We have such a threat detected, and it is serious enough that we felt it was important to bring it to your attention sooner rather than later when it could actually be destructive. We have detected an up-and-coming car color trend that, while a welcome break from the relentless slog of grayscale, nevertheless represents a genuine aesthetic threat to our collective automotive well-being. We call this color Discarded Band-Aid Beige or perhaps Creepy Abandoned Baby Doll Buff or even Prosthetic Peach. It was a color that was surprisingly common on consumer items and electronics in the 1970s and 1980s, and it must not be allowed to become trendy for cars.

We were alerted that this color trend should be escalated from an Issue of Concern to Potential Threat status when our own David Tracy showed us some pictures of a Lucid Air he spotted in Los Angeles bearing a variant of this particular color family:

Lucid1

As you can see, that color, while close to, say, butterscotch, isn’t quite there. It has a sort of duller quality, with a hint of innate dinginess. That’s because that Lucid Air is painted in this color, a color that somehow manages to evoke the feeling of countless oily hands gripping the clammy rubber of a CPR dummy. Something about this color makes one feel that whatever this color is, um, coloring, is the sort of public-use thing that has passed through thousands of unwashed hands.
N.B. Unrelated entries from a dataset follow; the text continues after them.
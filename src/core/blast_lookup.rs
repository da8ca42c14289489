//! Common Lookup Table Infrastructure
//!
//! Shared by the protein (`blast_aalookup`), nucleotide (`blast_nalookup`) and
//! RPS (`blast_rps`) lookup tables:
//!
//! - [`PresenceVector`]: one bit per backbone slot, tested before any cell is touched
//! - [`ThinBackbone`]: the mutable, chained form filled while a query is indexed
//! - [`ThickBackbone`]: the frozen form, fixed-size cells plus one overflow array
//! - table geometry helpers (`charsize`, backbone size, mask, word hashing)
//!
//! A thin backbone becomes a thick one exactly once, through [`ThinBackbone::compact`],
//! which consumes it.

use std::ops::Range;

use log::debug;

use crate::error::{LookupError, Result};

/// Number of query offsets stored directly in a backbone cell.
pub const HITS_ON_BACKBONE: usize = 3;

/// Bits-to-shift from a backbone index to its presence-vector word.
pub const PV_ARRAY_BTS: usize = 6;
/// Mask selecting the bit inside a presence-vector word.
pub const PV_ARRAY_MASK: usize = 63;
/// Bits held by one presence-vector word.
pub const PV_BUCKET_BITS: usize = 64;

// ---------------------------------------------------------------------------
// Presence vector
// ---------------------------------------------------------------------------

/// Packed bit array with one bit per backbone slot.
///
/// Bit `i` is set iff backbone cell `i` holds at least one hit.
#[derive(Debug, Clone, PartialEq, Eq)]
pub struct PresenceVector {
    bits: Vec<u64>,
    len: usize,
}

impl PresenceVector {
    /// All-clear vector covering `len` slots.
    pub fn new(len: usize) -> Result<Self> {
        let words = pv_array_size(len);
        let mut bits = Vec::new();
        bits.try_reserve_exact(words)
            .map_err(LookupError::alloc("presence vector"))?;
        bits.resize(words, 0);
        Ok(Self { bits, len })
    }

    /// Number of slots covered.
    #[inline]
    pub fn len(&self) -> usize {
        self.len
    }

    #[inline]
    pub fn is_empty(&self) -> bool {
        self.len == 0
    }

    /// Mark slot `index` as occupied.
    ///
    /// # Panics
    /// If `index >= self.len()`.
    #[inline(always)]
    pub fn set(&mut self, index: usize) {
        assert!(index < self.len, "presence vector index {index} out of range");
        self.bits[index >> PV_ARRAY_BTS] |= 1u64 << (index & PV_ARRAY_MASK);
    }

    /// Whether slot `index` is occupied. Indices past the end read as clear, so a
    /// word hashed from out-of-alphabet letters is rejected rather than trusted.
    #[inline(always)]
    pub fn test(&self, index: usize) -> bool {
        index < self.len && (self.bits[index >> PV_ARRAY_BTS] >> (index & PV_ARRAY_MASK)) & 1 != 0
    }

    /// Number of occupied slots.
    pub fn count_ones(&self) -> usize {
        self.bits.iter().map(|w| w.count_ones() as usize).sum()
    }
}

/// Number of presence-vector words needed for a backbone of `backbone_size` slots.
#[inline]
pub fn pv_array_size(backbone_size: usize) -> usize {
    (backbone_size + PV_BUCKET_BITS - 1) / PV_BUCKET_BITS
}

// ---------------------------------------------------------------------------
// Table geometry
// ---------------------------------------------------------------------------

#[inline]
pub fn ilog2(mut x: usize) -> usize {
    let mut lg = 0usize;
    while x > 1 {
        x >>= 1;
        lg += 1;
    }
    lg
}

/// Bits used per letter when hashing words over an alphabet of `alphabet_size`.
#[inline]
pub fn charsize_for(alphabet_size: usize) -> usize {
    ilog2(alphabet_size.saturating_sub(1)) + 1
}

/// Number of addressable backbone slots: the largest index a valid word can hash to, plus one.
#[inline]
pub fn compute_backbone_size(word_length: usize, alphabet_size: usize, charsize: usize) -> usize {
    let mut backbone_size: usize = 0;
    for i in 0..word_length {
        backbone_size |= (alphabet_size - 1) << (i * charsize);
    }
    backbone_size + 1
}
//! Lookup Table Options
//!
//! Construction-time options for the nucleotide and protein lookup tables.
//! Everything here is fixed once a builder exists; [`NaLookupOptions::validate`]
//! and [`AaLookupOptions::validate`] run inside the builder constructors, so an
//! inconsistent combination is rejected before any memory is committed.

use crate::error::{LookupError, Result};
use crate::utils::matrix::BLASTAA_SIZE;

/// Default nucleotide word length (blastn).
pub const DEFAULT_NA_WORD_LENGTH: usize = 11;
/// Default nucleotide lookup word length.
pub const DEFAULT_NA_LUT_WORD_LENGTH: usize = 8;
/// Largest nucleotide lookup word length: 4^12 backbone cells.
pub const MAX_NA_LUT_WORD_LENGTH: usize = 12;

/// Default protein word length.
pub const DEFAULT_AA_WORD_LENGTH: usize = 3;
/// Default neighboring-word threshold (blastp, BLOSUM62).
pub const DEFAULT_AA_THRESHOLD: i32 = 11;
/// Largest protein word length the backbone can address.
pub const MAX_AA_WORD_LENGTH: usize = 5;

/// Options for [`NaLookupTableBuilder`](super::blast_nalookup::NaLookupTableBuilder).
#[derive(Debug, Clone, Copy, PartialEq, Eq)]
pub struct NaLookupOptions {
    /// Minimum seed length later stages require; ranges shorter than this are not indexed.
    pub word_length: usize,
    /// Bases hashed into the backbone.
    pub lut_word_length: usize,
    /// Distance between tested subject word starts. `None` picks
    /// `word_length - lut_word_length + 1` for AG scanning and 1 otherwise.
    pub scan_step: Option<usize>,
    /// Use the strided scanner.
    pub ag_scanning: bool,
    /// Compare at packed-byte granularity: trailing partial bytes of each query
    /// range are not indexed.
    pub variable_wordsize: bool,
}

impl Default for NaLookupOptions {
    fn default() -> Self {
        Self {
            word_length: DEFAULT_NA_WORD_LENGTH,
            lut_word_length: DEFAULT_NA_LUT_WORD_LENGTH,
            scan_step: None,
            ag_scanning: false,
            variable_wordsize: false,
        }
    }
}

impl NaLookupOptions {
    pub fn with_word_length(mut self, word_length: usize) -> Self {
        self.word_length = word_length;
        self
    }

    pub fn with_lut_word_length(mut self, lut_word_length: usize) -> Self {
        self.lut_word_length = lut_word_length;
        self
    }

    pub fn with_scan_step(mut self, scan_step: usize) -> Self {
        self.scan_step = Some(scan_step);
        self
    }

    pub fn with_ag_scanning(mut self, ag_scanning: bool) -> Self {
        self.ag_scanning = ag_scanning;
        self
    }

    pub fn with_variable_wordsize(mut self, variable_wordsize: bool) -> Self {
        self.variable_wordsize = variable_wordsize;
        self
    }

    /// Scan step the table will use.
    pub fn effective_scan_step(&self) -> usize {
        match self.scan_step {
            Some(step) => step,
            // NCBI reference: ncbi-blast/c++/src/algo/blast/core/blast_nalookup.c
            //   lookup->scan_step = lookup->word_length - lookup->lut_word_length + 1;
            None if self.ag_scanning => {
                (self.word_length.saturating_sub(self.lut_word_length) + 1).max(1)
            }
            None => 1,
        }
    }

    pub fn validate(&self) -> Result<()> {
        if self.lut_word_length == 0 || self.lut_word_length > MAX_NA_LUT_WORD_LENGTH {
            return Err(LookupError::malformed(format!(
                "lut_word_length {} outside 1..={}",
                self.lut_word_length, MAX_NA_LUT_WORD_LENGTH
            )));
        }
        if self.word_length < self.lut_word_length {
            return Err(LookupError::malformed(format!(
                "word_length {} shorter than lut_word_length {}",
                self.word_length, self.lut_word_length
            )));
        }
        let step = self.effective_scan_step();
        if step == 0 {
            return Err(LookupError::malformed("scan_step must be at least 1"));
        }
        if step != 1 && !self.ag_scanning {
            return Err(LookupError::malformed(format!(
                "scan_step {step} requires AG scanning"
            )));
        }
        if self.ag_scanning && self.variable_wordsize && self.word_length % step != 0 {
            return Err(LookupError::malformed(format!(
                "scan_step {step} does not divide word_length {} in byte-aligned mode",
                self.word_length
            )));
        }
        Ok(())
    }
}

/// Options for [`AaLookupTableBuilder`](super::blast_aalookup::AaLookupTableBuilder).
#[derive(Debug, Clone, Copy, PartialEq, Eq)]
pub struct AaLookupOptions {
    pub word_length: usize,
    /// Neighboring words must score at least this much. `0` indexes exact words only.
    pub threshold: i32,
    pub alphabet_size: usize,
    /// Score words against a PSSM instead of a substitution matrix.
    pub use_pssm: bool,
}

impl Default for AaLookupOptions {
    fn default() -> Self {
        Self {
            word_length: DEFAULT_AA_WORD_LENGTH,
            threshold: DEFAULT_AA_THRESHOLD,
            alphabet_size: BLASTAA_SIZE,
            use_pssm: false,
        }
    }
}

impl AaLookupOptions {
    pub fn with_word_length(mut self, word_length: usize) -> Self {
        self.word_length = word_length;
        self
    }

    pub fn with_threshold(mut self, threshold: i32) -> Self {
        self.threshold = threshold;
        self
    }

    pub fn with_alphabet_size(mut self, alphabet_size: usize) -> Self {
        self.alphabet_size = alphabet_size;
        self
    }

    pub fn with_pssm(mut self, use_pssm: bool) -> Self {
        self.use_pssm = use_pssm;
        self
    }

    pub fn validate(&self) -> Result<()> {
        if self.word_length == 0 || self.word_length > MAX_AA_WORD_LENGTH {
            return Err(LookupError::malformed(format!(
                "word_length {} outside 1..={}",
                self.word_length, MAX_AA_WORD_LENGTH
            )));
        }
        if !(2..=32).contains(&self.alphabet_size) {
            return Err(LookupError::malformed(format!(
                "alphabet_size {} outside 2..=32",
                self.alphabet_size
            )));
        }
        if self.threshold < 0 {
            return Err(LookupError::malformed(format!(
                "negative threshold {}",
                self.threshold
            )));
        }
        if self.use_pssm && self.threshold == 0 {
            return Err(LookupError::malformed(
                "PSSM lookup tables need a positive threshold",
            ));
        }
        Ok(())
    }
}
This is the color of the baby doll you saw abandoned by the riverbank that’s been haunting your dreams for the past two weeks. This is the color of the cheapest possible prosthetic leg a mournfully inadequate insurance provider will spring for. It’s the subtly racist mocking color of a Band-Aid on the skin of anyone who dares to not be Caucasian and still gets a scrape. It’s the color of a battered mannequin in a Ross Dress for Less that has had two left hands since the Bush administration. It’s the color of off-brand clearance-rack vanilla ice milk, it’s the color of pus on a wound, the color of an inflatable sex doll bought as a novelty gift and used in earnest once during an excruciatingly low point in your life, and can never be looked at again without a wince of shame.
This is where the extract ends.